**EXERCISE DETAILS**
A verbatim repeat of the records beneath this line is needed.

Dataset entries
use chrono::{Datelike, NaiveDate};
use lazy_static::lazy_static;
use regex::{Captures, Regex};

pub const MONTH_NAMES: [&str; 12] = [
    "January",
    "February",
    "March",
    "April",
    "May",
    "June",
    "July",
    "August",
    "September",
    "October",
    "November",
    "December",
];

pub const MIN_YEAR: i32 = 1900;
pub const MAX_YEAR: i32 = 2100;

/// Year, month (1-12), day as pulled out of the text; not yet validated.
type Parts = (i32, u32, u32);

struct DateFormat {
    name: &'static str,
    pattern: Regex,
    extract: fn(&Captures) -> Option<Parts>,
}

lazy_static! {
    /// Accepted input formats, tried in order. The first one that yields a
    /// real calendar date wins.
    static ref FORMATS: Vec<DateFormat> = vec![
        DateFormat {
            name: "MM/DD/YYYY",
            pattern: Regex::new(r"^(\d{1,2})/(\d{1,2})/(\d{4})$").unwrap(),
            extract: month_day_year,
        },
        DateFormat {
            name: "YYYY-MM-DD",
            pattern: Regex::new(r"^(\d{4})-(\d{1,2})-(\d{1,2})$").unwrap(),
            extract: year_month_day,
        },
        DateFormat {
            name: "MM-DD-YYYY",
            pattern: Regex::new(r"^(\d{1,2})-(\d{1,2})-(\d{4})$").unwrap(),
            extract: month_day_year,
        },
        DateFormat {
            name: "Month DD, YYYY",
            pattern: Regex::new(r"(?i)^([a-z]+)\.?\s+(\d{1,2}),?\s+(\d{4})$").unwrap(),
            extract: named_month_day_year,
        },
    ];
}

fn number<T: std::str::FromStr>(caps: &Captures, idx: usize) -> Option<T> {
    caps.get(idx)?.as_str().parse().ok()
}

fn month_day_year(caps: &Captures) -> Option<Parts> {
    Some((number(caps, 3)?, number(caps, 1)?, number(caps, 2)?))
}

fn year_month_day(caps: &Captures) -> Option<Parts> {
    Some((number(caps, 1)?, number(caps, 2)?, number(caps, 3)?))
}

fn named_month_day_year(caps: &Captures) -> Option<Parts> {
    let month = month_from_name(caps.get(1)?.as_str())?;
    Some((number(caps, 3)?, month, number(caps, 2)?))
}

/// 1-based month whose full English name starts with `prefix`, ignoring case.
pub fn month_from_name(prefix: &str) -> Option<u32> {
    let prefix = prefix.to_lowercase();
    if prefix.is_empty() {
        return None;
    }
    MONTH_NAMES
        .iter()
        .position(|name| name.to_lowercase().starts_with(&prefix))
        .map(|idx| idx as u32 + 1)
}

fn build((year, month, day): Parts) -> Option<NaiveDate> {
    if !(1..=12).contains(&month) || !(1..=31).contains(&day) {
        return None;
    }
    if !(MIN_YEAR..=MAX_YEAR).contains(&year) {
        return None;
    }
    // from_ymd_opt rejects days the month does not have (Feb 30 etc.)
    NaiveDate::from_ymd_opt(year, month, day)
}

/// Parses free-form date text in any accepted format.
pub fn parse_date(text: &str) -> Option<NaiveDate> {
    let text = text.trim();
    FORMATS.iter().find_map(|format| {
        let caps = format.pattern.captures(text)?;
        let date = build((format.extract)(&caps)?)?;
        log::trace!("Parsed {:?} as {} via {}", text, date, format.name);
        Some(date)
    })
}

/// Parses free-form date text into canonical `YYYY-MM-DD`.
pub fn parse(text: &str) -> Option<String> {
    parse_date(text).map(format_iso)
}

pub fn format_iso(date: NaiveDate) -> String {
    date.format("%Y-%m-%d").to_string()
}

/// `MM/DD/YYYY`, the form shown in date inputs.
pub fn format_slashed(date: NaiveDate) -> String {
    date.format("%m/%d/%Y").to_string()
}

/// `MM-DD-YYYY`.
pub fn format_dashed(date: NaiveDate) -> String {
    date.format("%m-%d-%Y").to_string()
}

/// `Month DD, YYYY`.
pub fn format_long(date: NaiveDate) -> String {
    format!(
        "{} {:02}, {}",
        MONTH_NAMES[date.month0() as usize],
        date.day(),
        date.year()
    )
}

**EXERCISE RESPONSE**
use chrono::{Datelike, NaiveDate};
use lazy_static::lazy_static;
use regex::{Captures, Regex};

pub const MONTH_NAMES: [&str; 12] = [
    "January",
    "February",
    "March",
    "April",
    "May",
    "June",
    "July",
    "August",
    "September",
    "October",
    "November",
    "December",
];

pub const MIN_YEAR: i32 = 1900;
pub const MAX_YEAR: i32 = 2100;

/// Year, month (1-12), day as pulled out of the text; not yet validated.
type Parts = (i32, u32, u32);

struct DateFormat {
    name: &'static str,
    pattern: Regex,
    extract: fn(&Captures) -> Option<Parts>,
}

lazy_static! {
    /// Accepted input formats, tried in order. The first one that yields a
    /// real calendar date wins.
    static ref FORMATS: Vec<DateFormat> = vec![
        DateFormat {
            name: "MM/DD/YYYY",
            pattern: Regex::new(r"^(\d{1,2})/(\d{1,2})/(\d{4})$").unwrap(),
            extract: month_day_year,
        },
        DateFormat {
            name: "YYYY-MM-DD",
            pattern: Regex::new(r"^(\d{4})-(\d{1,2})-(\d{1,2})$").unwrap(),
            extract: year_month_day,
        },
        DateFormat {
            name: "MM-DD-YYYY",
            pattern: Regex::new(r"^(\d{1,2})-(\d{1,2})-(\d{4})$").unwrap(),
            extract: month_day_year,
        },
        DateFormat {
            name: "Month DD, YYYY",
            pattern: Regex::new(r"(?i)^([a-z]+)\.?\s+(\d{1,2}),?\s+(\d{4})$").unwrap(),
            extract: named_month_day_year,
        },
    ];
}

fn number<T: std::str::FromStr>(caps: &Captures, idx: usize) -> Option<T> {
    caps.get(idx)?.as_str().parse().ok()
}

fn month_day_year(caps: &Captures) -> Option<Parts> {
    Some((number(caps, 3)?, number(caps, 1)?, number(caps, 2)?))
}

fn year_month_day(caps: &Captures) -> Option<Parts> {
    Some((number(caps, 1)?, number(caps, 2)?, number(caps, 3)?))
}

fn named_month_day_year(caps: &Captures) -> Option<Parts> {
    let month = month_from_name(caps.get(1)?.as_str())?;
    Some((number(caps, 3)?, month, number(caps, 2)?))
}

/// 1-based month whose full English name starts with `prefix`, ignoring case.
pub fn month_from_name(prefix: &str) -> Option<u32> {
    let prefix = prefix.to_lowercase();
    if prefix.is_empty() {
        return None;
    }
    MONTH_NAMES
        .iter()
        .position(|name| name.to_lowercase().starts_with(&prefix))
        .map(|idx| idx as u32 + 1)
}

fn build((year, month, day): Parts) -> Option<NaiveDate> {
    if !(1..=12).contains(&month) || !(1..=31).contains(&day) {
        return None;
    }
    if !(MIN_YEAR..=MAX_YEAR).contains(&year) {
        return None;
    }
    // from_ymd_opt rejects days the month does not have (Feb 30 etc.)
    NaiveDate::from_ymd_opt(year, month, day)
}

/// Parses free-form date text in any accepted format.
pub fn parse_date(text: &str) -> Option<NaiveDate> {
    let text = text.trim();
    FORMATS.iter().find_map(|format| {
        let caps = format.pattern.captures(text)?;
        let date = build((format.extract)(&caps)?)?;
        log::trace!("Parsed {:?} as {} via {}", text, date, format.name);
        Some(date)
    })
}

/// Parses free-form date text into canonical `YYYY-MM-DD`.
pub fn parse(text: &str) -> Option<String> {
    parse_date(text).map(format_iso)
}

pub fn format_iso(date: NaiveDate) -> String {
    date.format("%Y-%m-%d").to_string()
}

/// `MM/DD/YYYY`, the form shown in date inputs.
pub fn format_slashed(date: NaiveDate) -> String {
    date.format("%m/%d/%Y").to_string()
}

/// `MM-DD-YYYY`.
pub fn format_dashed(date: NaiveDate) -> String {
    date.format("%m-%d-%Y").to_string()
}

/// `Month DD, YYYY`.
pub fn format_long(date: NaiveDate) -> String {
    format!(
        "{} {:02}, {}",
        MONTH_NAMES[date.month0() as usize],
        date.day(),
        date.year()
    )
}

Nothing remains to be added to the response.